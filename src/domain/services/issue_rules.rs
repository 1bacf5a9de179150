// Copyright (c) 2025 Kirky.X
//
// Licensed under the MIT License
// See LICENSE file in the project root for full license information.

use crate::domain::models::issue::{NewIssue, Severity};
use crate::domain::models::page_result::PageResult;
use serde_json::json;
use std::collections::BTreeMap;

/// 标题最大长度（字符）
pub const TITLE_MAX_CHARS: usize = 60;
/// 标题最小长度（字符）
pub const TITLE_MIN_CHARS: usize = 10;
/// meta description 最大长度（字符）
pub const META_DESCRIPTION_MAX_CHARS: usize = 160;
/// 少于该词数视为内容过少（警告）
pub const THIN_CONTENT_WORDS: u32 = 50;
/// 少于该词数视为内容偏少（提示）
pub const LOW_CONTENT_WORDS: u32 = 200;
/// 响应慢的阈值（毫秒）
pub const SLOW_RESPONSE_MS: u64 = 3000;

/// 重复标题的问题类型
pub const DUPLICATE_TITLE: &str = "duplicate_title";

/// 问题规则特质
///
/// 把一个页面的事实转换为问题列表，以及在运行结束时做跨页面检查。
/// 两个方法都是纯函数。
pub trait IssueRules: Send + Sync {
    /// 为单个页面生成问题
    fn generate_issues(&self, page: &PageResult) -> Vec<NewIssue>;

    /// 跨页面重复检查
    fn check_cross_page_duplicates(&self, pages: &[PageResult]) -> Vec<NewIssue>;
}

/// 默认规则目录
#[derive(Debug, Clone, Default)]
pub struct DefaultIssueRules;

impl DefaultIssueRules {
    pub fn new() -> Self {
        Self
    }

    fn status_issues(page: &PageResult, issues: &mut Vec<NewIssue>) {
        let status = page.status_code;
        if status >= 500 {
            issues.push(NewIssue::new(
                Severity::Critical,
                "server_error",
                format!("Server responded with HTTP {}", status),
                json!({ "status_code": status }),
            ));
        } else if status >= 400 {
            issues.push(NewIssue::new(
                Severity::Critical,
                "client_error",
                format!("Page responded with HTTP {}", status),
                json!({ "status_code": status }),
            ));
        }
    }

    fn content_issues(page: &PageResult, issues: &mut Vec<NewIssue>) {
        match page.title.as_deref() {
            None => issues.push(NewIssue::new(
                Severity::Critical,
                "missing_title",
                "Page has no title",
                json!({}),
            )),
            Some(title) => {
                let len = title.chars().count();
                if len > TITLE_MAX_CHARS {
                    issues.push(NewIssue::new(
                        Severity::Warning,
                        "title_too_long",
                        format!("Title is {} characters (max {})", len, TITLE_MAX_CHARS),
                        json!({ "title": title, "length": len }),
                    ));
                } else if len < TITLE_MIN_CHARS {
                    issues.push(NewIssue::new(
                        Severity::Warning,
                        "title_too_short",
                        format!("Title is {} characters (min {})", len, TITLE_MIN_CHARS),
                        json!({ "title": title, "length": len }),
                    ));
                }
            }
        }

        match page.meta_description.as_deref() {
            None => issues.push(NewIssue::new(
                Severity::Warning,
                "missing_meta_description",
                "Page has no meta description",
                json!({}),
            )),
            Some(description) => {
                let len = description.chars().count();
                if len > META_DESCRIPTION_MAX_CHARS {
                    issues.push(NewIssue::new(
                        Severity::Info,
                        "meta_description_too_long",
                        format!(
                            "Meta description is {} characters (max {})",
                            len, META_DESCRIPTION_MAX_CHARS
                        ),
                        json!({ "length": len }),
                    ));
                }
            }
        }

        match page.h1_count {
            0 => issues.push(NewIssue::new(
                Severity::Warning,
                "missing_h1",
                "Page has no H1 heading",
                json!({}),
            )),
            1 => {}
            n => issues.push(NewIssue::new(
                Severity::Info,
                "multiple_h1",
                format!("Page has {} H1 headings", n),
                json!({ "h1_count": n }),
            )),
        }

        if page.word_count < THIN_CONTENT_WORDS {
            issues.push(NewIssue::new(
                Severity::Warning,
                "thin_content",
                format!("Page has only {} words", page.word_count),
                json!({ "word_count": page.word_count }),
            ));
        } else if page.word_count < LOW_CONTENT_WORDS {
            issues.push(NewIssue::new(
                Severity::Info,
                "low_word_count",
                format!("Page has {} words", page.word_count),
                json!({ "word_count": page.word_count }),
            ));
        }

        let noindex = page
            .robots_meta
            .as_deref()
            .map(|r| r.to_ascii_lowercase().contains("noindex"))
            .unwrap_or(false);
        if noindex {
            issues.push(NewIssue::new(
                Severity::Warning,
                "noindex",
                "Page is excluded from indexing by a robots directive",
                json!({ "robots": page.robots_meta }),
            ));
        }

        if page.canonical.is_none() {
            issues.push(NewIssue::new(
                Severity::Info,
                "missing_canonical",
                "Page has no canonical link",
                json!({}),
            ));
        }
    }
}

impl IssueRules for DefaultIssueRules {
    fn generate_issues(&self, page: &PageResult) -> Vec<NewIssue> {
        let mut issues = Vec::new();

        // Fetch-level failures carry no facts to judge
        if page.is_fetch_failure() {
            return issues;
        }

        Self::status_issues(page, &mut issues);

        let is_html = page
            .content_type
            .as_deref()
            .map(super::page_analyzer::is_html_content_type)
            .unwrap_or(false);
        if page.status_code == 200 && is_html {
            Self::content_issues(page, &mut issues);
        }

        if let Some(ms) = page.response_time_ms {
            if ms > SLOW_RESPONSE_MS {
                issues.push(NewIssue::new(
                    Severity::Warning,
                    "slow_response",
                    format!("Response took {} ms", ms),
                    json!({ "response_time_ms": ms }),
                ));
            }
        }

        if let Some(final_url) = page.final_url.as_deref() {
            issues.push(NewIssue::new(
                Severity::Info,
                "redirected",
                format!("URL redirects to {}", final_url),
                json!({ "from": page.url, "to": final_url }),
            ));
        }

        issues
    }

    fn check_cross_page_duplicates(&self, pages: &[PageResult]) -> Vec<NewIssue> {
        let mut by_title: BTreeMap<String, Vec<&str>> = BTreeMap::new();
        for page in pages.iter().filter(|p| p.status_code == 200) {
            if let Some(title) = page.title.as_deref() {
                let key = title.trim().to_lowercase();
                if !key.is_empty() {
                    by_title.entry(key).or_default().push(page.url.as_str());
                }
            }
        }

        by_title
            .into_iter()
            .filter(|(_, urls)| urls.len() > 1)
            .map(|(title, mut urls)| {
                urls.sort_unstable();
                NewIssue::new(
                    Severity::Info,
                    DUPLICATE_TITLE,
                    format!("Title \"{}\" is used on {} pages", title, urls.len()),
                    json!({ "title": title, "urls": urls }),
                )
            })
            .collect()
    }
}
// Copyright (c) 2025 Kirky.X
//
// Licensed under the MIT License
// See LICENSE file in the project root for full license information.

use chrono::{DateTime, Utc};
use serde::{Deserialize, Serialize};
use uuid::Uuid;

/// 页面结果实体
///
/// 一次审计运行中一个已抓取并分析的URL。
/// `(run_id, url)` 是自然键，同一运行内不会出现两个相同 URL 的结果。
#[derive(Debug, Clone, PartialEq, Serialize, Deserialize)]
pub struct PageResult {
    /// 结果唯一标识符
    pub id: Uuid,
    /// 所属审计运行ID
    pub run_id: Uuid,
    /// 原始请求URL
    pub url: String,
    /// 规范化后的路径
    pub path: String,
    /// HTTP状态码，0 表示抓取层失败
    pub status_code: u16,
    /// 最终URL，仅在发生重定向时存在
    pub final_url: Option<String>,
    /// 响应时间（毫秒）
    pub response_time_ms: Option<u64>,
    /// 内容类型
    pub content_type: Option<String>,
    /// 页面标题
    pub title: Option<String>,
    /// meta description
    pub meta_description: Option<String>,
    /// canonical 链接
    pub canonical: Option<String>,
    /// robots meta 指令
    pub robots_meta: Option<String>,
    /// H1 数量
    pub h1_count: u32,
    /// 可见文本词数
    pub word_count: u32,
    /// 是否可被索引
    pub is_indexable: bool,
    /// 该页面产生的问题数量
    pub issues_count: u32,
    /// 创建时间
    pub created_at: DateTime<Utc>,
    /// 更新时间
    pub updated_at: DateTime<Utc>,
}

impl PageResult {
    /// 创建一个空白页面结果
    pub fn new(run_id: Uuid, url: impl Into<String>, path: impl Into<String>) -> Self {
        let now = Utc::now();
        Self {
            id: Uuid::new_v4(),
            run_id,
            url: url.into(),
            path: path.into(),
            status_code: 0,
            final_url: None,
            response_time_ms: None,
            content_type: None,
            title: None,
            meta_description: None,
            canonical: None,
            robots_meta: None,
            h1_count: 0,
            word_count: 0,
            is_indexable: false,
            issues_count: 0,
            created_at: now,
            updated_at: now,
        }
    }

    /// 创建抓取失败时的降级结果
    ///
    /// 状态码为 0，不可索引，没有问题记录
    pub fn failed(
        run_id: Uuid,
        url: impl Into<String>,
        path: impl Into<String>,
        response_time_ms: u64,
    ) -> Self {
        Self {
            response_time_ms: Some(response_time_ms),
            ..Self::new(run_id, url, path)
        }
    }

    /// 是否为抓取层失败
    pub fn is_fetch_failure(&self) -> bool {
        self.status_code == 0
    }

    /// 是否发生了重定向
    pub fn was_redirected(&self) -> bool {
        self.final_url.is_some()
    }
}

* * * * * * * * *

■ What the exercise asks ■
Please transcribe, exactly and with nothing added, the lines from the first line of the material above through the line that contains "meta description 最大长度（字符）".

■ Written reply ■
filename src/domain/services/issue_rules.rs
repository 1bacf5a9de179150
// Copyright (c) 2025 Kirky.X
//
// Licensed under the MIT License
// See LICENSE file in the project root for full license information.

use crate::domain::models::issue::{NewIssue, Severity};
use crate::domain::models::page_result::PageResult;
use serde_json::json;
use std::collections::BTreeMap;

/// 标题最大长度（字符）
pub const TITLE_MAX_CHARS: usize = 60;
/// 标题最小长度（字符）
pub const TITLE_MIN_CHARS: usize = 10;
/// meta description 最大长度（字符）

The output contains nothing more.